Uma maneira rica de reforçar denominadores culturais comuns, que sublinhem laços de solidariedade e pertencimento, vínculos que permitam ao mesmo tempo sonhar com utopias e reparações, ter consciência de erros e crimes – atuais ou históricos - ou, ainda, de purgar ressentimentos ou vergonhas de um passado coletivo, que não vivemos individualmente em nossas biografias individuais, mas que continuam a marcar nossa vida conjunta em nossos dias. Otimisticamente, essa experiência única de vivência complexa, que só a literatura é capaz de nos dar, se multiplicada por números crescentes de leitores, talvez possa até ser um modo de limitar os cultos sectários, as certezas fundamentalistas e a exacerbação do “nós contra eles” que cada vez mais parecem ameaçar nosso tempo”.
O NOVO ACADÊMICO
João Almino nasceu em Mossoró, no Rio Grande do Norte, em 1950. É conhecido sobretudo pelos seguintes seis romances, aclamados pela crítica e cujas histórias se passam em Brasília: Ideias para onde passar o fim do mundo(Brasiliense, 1987; editora Record, 2003); Samba-Enredo (Marco Zero, 1994; editora Record, 2012); As cinco estações do amor (editora Record, 2001); O livro das emoções (editora Record, 2008); Cidade Livre(editora Record, 2010) e Enigmas da Primavera (editora Record, 2015).
Todos esses livros, à exceção do segundo, receberam prêmios ou foram finalistas de prêmios literários. Entre os recebidos, incluem-se o Casa de las Américas 2003 (para As Cinco Estações do Amor) e o Zaffari & Bourbon 2011 (para Cidade Livre, que também foi finalista do Jabuti e do Portugal-Telecom).
Parte da obra de ficção está traduzida para o inglês, o francês, o espanhol, o italiano e outras línguas.

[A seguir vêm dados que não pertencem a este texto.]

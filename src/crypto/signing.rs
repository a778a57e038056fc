//! Ed25519 signature operations for proof authenticity.
//!
//! Owner-side `sign_fingerprint` raises `ProofError::Crypto` on malformed
//! input. Verification is fail-closed: a malformed key, malformed
//! signature, or any decode failure resolves to `false`, never to an
//! assumed pass.

use base64::engine::general_purpose::STANDARD as BASE64;
use base64::Engine;
use chrono::{DateTime, Utc};
use ed25519_dalek::{
    Signature, Signer, SigningKey, Verifier, VerifyingKey, PUBLIC_KEY_LENGTH, SECRET_KEY_LENGTH,
    SIGNATURE_LENGTH,
};
use rand::rngs::OsRng;
use serde::{Deserialize, Serialize};
use sha2::{Digest, Sha256};
use tracing::debug;

use crate::domain::SignatureAlgorithm;
use crate::infra::{ProofError, Result};

/// Domain prefix for receipt hashing.
const DOMAIN_RECEIPT: &[u8] = b"PROOF_RECEIPT_V1";

/// Generate a fresh Ed25519 signing key, base64-encoded.
pub fn generate_signing_key() -> String {
    let key = SigningKey::generate(&mut OsRng);
    BASE64.encode(key.to_bytes())
}

/// Derive the base64 public key for a base64-encoded Ed25519 secret key.
pub fn derive_public_key(secret_key_b64: &str) -> Result<String> {
    let bytes = BASE64
        .decode(secret_key_b64)
        .map_err(|_| ProofError::Crypto("malformed secret key encoding".to_string()))?;
    let bytes: [u8; SECRET_KEY_LENGTH] = bytes
        .try_into()
        .map_err(|_| ProofError::Crypto("invalid secret key length".to_string()))?;
    let key = SigningKey::from_bytes(&bytes);
    Ok(BASE64.encode(key.verifying_key().to_bytes()))
}

/// Sign a fingerprint with a base64-encoded Ed25519 secret key.
///
/// Returns the signature base64-encoded.
pub fn sign_fingerprint(
    fingerprint: &str,
    secret_key_b64: &str,
    algorithm: SignatureAlgorithm,
) -> Result<String> {
    match algorithm {
        SignatureAlgorithm::Ed25519 => {
            let bytes = BASE64
                .decode(secret_key_b64)
                .map_err(|_| ProofError::Crypto("malformed secret key encoding".to_string()))?;
            let bytes: [u8; SECRET_KEY_LENGTH] = bytes
                .try_into()
                .map_err(|_| ProofError::Crypto("invalid secret key length".to_string()))?;
            let key = SigningKey::from_bytes(&bytes);
            let signature = key.sign(fingerprint.as_bytes());
            Ok(BASE64.encode(signature.to_bytes()))
        }
    }
}

/// Verify a base64-encoded signature over a fingerprint.
///
/// Any malformed input yields `false`.
pub fn verify_fingerprint_signature(
    fingerprint: &str,
    signature_b64: &str,
    public_key_b64: &str,
    algorithm: SignatureAlgorithm,
) -> bool {
    match algorithm {
        SignatureAlgorithm::Ed25519 => {
            let Ok(key_bytes) = BASE64.decode(public_key_b64) else {
                debug!("signature check failed: public key is not valid base64");
                return false;
            };
            let Ok(key_bytes) = <[u8; PUBLIC_KEY_LENGTH]>::try_from(key_bytes.as_slice()) else {
                debug!("signature check failed: public key has wrong length");
                return false;
            };
            let Ok(public_key) = VerifyingKey::from_bytes(&key_bytes) else {
                debug!("signature check failed: public key is not a valid curve point");
                return false;
            };

            let Ok(sig_bytes) = BASE64.decode(signature_b64) else {
                debug!("signature check failed: signature is not valid base64");
                return false;
            };
            let Ok(sig_bytes) = <[u8; SIGNATURE_LENGTH]>::try_from(sig_bytes.as_slice()) else {
                debug!("signature check failed: signature has wrong length");
                return false;
            };
            let signature = Signature::from_bytes(&sig_bytes);

            public_key.verify(fingerprint.as_bytes(), &signature).is_ok()
        }
    }
}

/// Countersigned verification outcome returned to callers.
#[derive(Debug, Clone, Serialize, Deserialize)]
pub struct SignedReceipt {
    /// Hex hash of the receipt preimage.
    pub receipt_hash: String,
    /// Base64 Ed25519 signature over the receipt hash.
    pub signature: String,
    /// Base64 public key of the signing service.
    pub public_key: String,
    pub signature_alg: String,
}

/// Process-wide key-management object for receipt signing.
///
/// Constructed once at startup from configuration and passed by reference
/// to the verification service; never a hidden global.
pub struct ReceiptSigner {
    key: SigningKey,
}

impl ReceiptSigner {
    /// Load the signing key from its base64 encoding.
    pub fn from_base64(secret_key_b64: &str) -> Result<Self> {
        let bytes = BASE64
            .decode(secret_key_b64)
            .map_err(|_| ProofError::Crypto("malformed receipt signing key".to_string()))?;
        let bytes: [u8; SECRET_KEY_LENGTH] = bytes
            .try_into()
            .map_err(|_| ProofError::Crypto("invalid receipt signing key length".to_string()))?;
        Ok(Self {
            key: SigningKey::from_bytes(&bytes),
        })
    }

    /// Generate an ephemeral signer (tests, local development).
    pub fn generate() -> Self {
        Self {
            key: SigningKey::generate(&mut OsRng),
        }
    }

    pub fn public_key_base64(&self) -> String {
        BASE64.encode(self.key.verifying_key().to_bytes())
    }

    /// Countersign a verification outcome.
    pub fn sign_receipt(
        &self,
        proof_link: &str,
        valid: bool,
        verified_at: DateTime<Utc>,
    ) -> SignedReceipt {
        let mut hasher = Sha256::new();
        hasher.update(DOMAIN_RECEIPT);
        hasher.update(proof_link.as_bytes());
        hasher.update([valid as u8]);
        hasher.update(verified_at.to_rfc3339().as_bytes());
        let receipt_hash = hasher.finalize();

        let signature = self.key.sign(&receipt_hash);

        SignedReceipt {
            receipt_hash: hex::encode(receipt_hash),
            signature: BASE64.encode(signature.to_bytes()),
            public_key: self.public_key_base64(),
            signature_alg: SignatureAlgorithm::Ed25519.as_str().to_string(),
        }
    }
}
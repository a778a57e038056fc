//! Cryptographic primitives for the proof registry.
//!
//! Provides:
//! - Content fingerprinting (SHA-256/SHA-512, legacy MD5), one-shot and
//!   streaming
//! - Ed25519 signature creation and fail-closed verification
//! - Receipt signing for verification outcomes

mod fingerprint;
mod signing;

pub use fingerprint::{digests_equal, fingerprint, Fingerprinter};
pub use signing::{
    derive_public_key, generate_signing_key, sign_fingerprint, verify_fingerprint_signature,
    ReceiptSigner, SignedReceipt,
};

#[cfg(test)]
mod tests;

É também autor de livros de ensaios de filosofia política ou de história, considerados referência para os estudiosos da democracia e do autoritarismo: Os democratas autoritários (Brasiliense, 1980), Era uma vez uma constituinte(Brasiliense, 1985), A Idade do Presente (Tempo Brasileiro, 1985; Fondo de Cultura Económica, México, 1986), O Segredo e a Informação(Brasiliense, 1986) e Naturezas Mortas (Francisco Alves, 2004).
Entre os ensaios literários incluem-se: Balanço Poético: Brasil-Estados Unidos (Memorial da América Latina, 1996); Escrita em Contraponto (Tempo Brasileiro, 2008; Leviatán, Buenos Aires, 2009) e O Diabrete Angélico e o Pavão(UFMG, 2009).
O diplomata João Almino foi Diretor do Instituto Rio Branco. Medalha de ouro no Curso de Preparação à Carreira Diplomática do Instituto Rio Branco, bacharel em direito pela UERJ e mestre em sociologia pela UNB. Defendeu tese de doutorado em História Comparada das Civilizações Contemporâneas em 1980 pela Ecole des Hautes Etudes en Sciences Sociales, de Paris, sob a direção do filósofo Claude Lefort.
Ensinou na UnB, na Universidade Nacional Autônoma do México e nas universidades de Berkeley, Stanford e Chicago.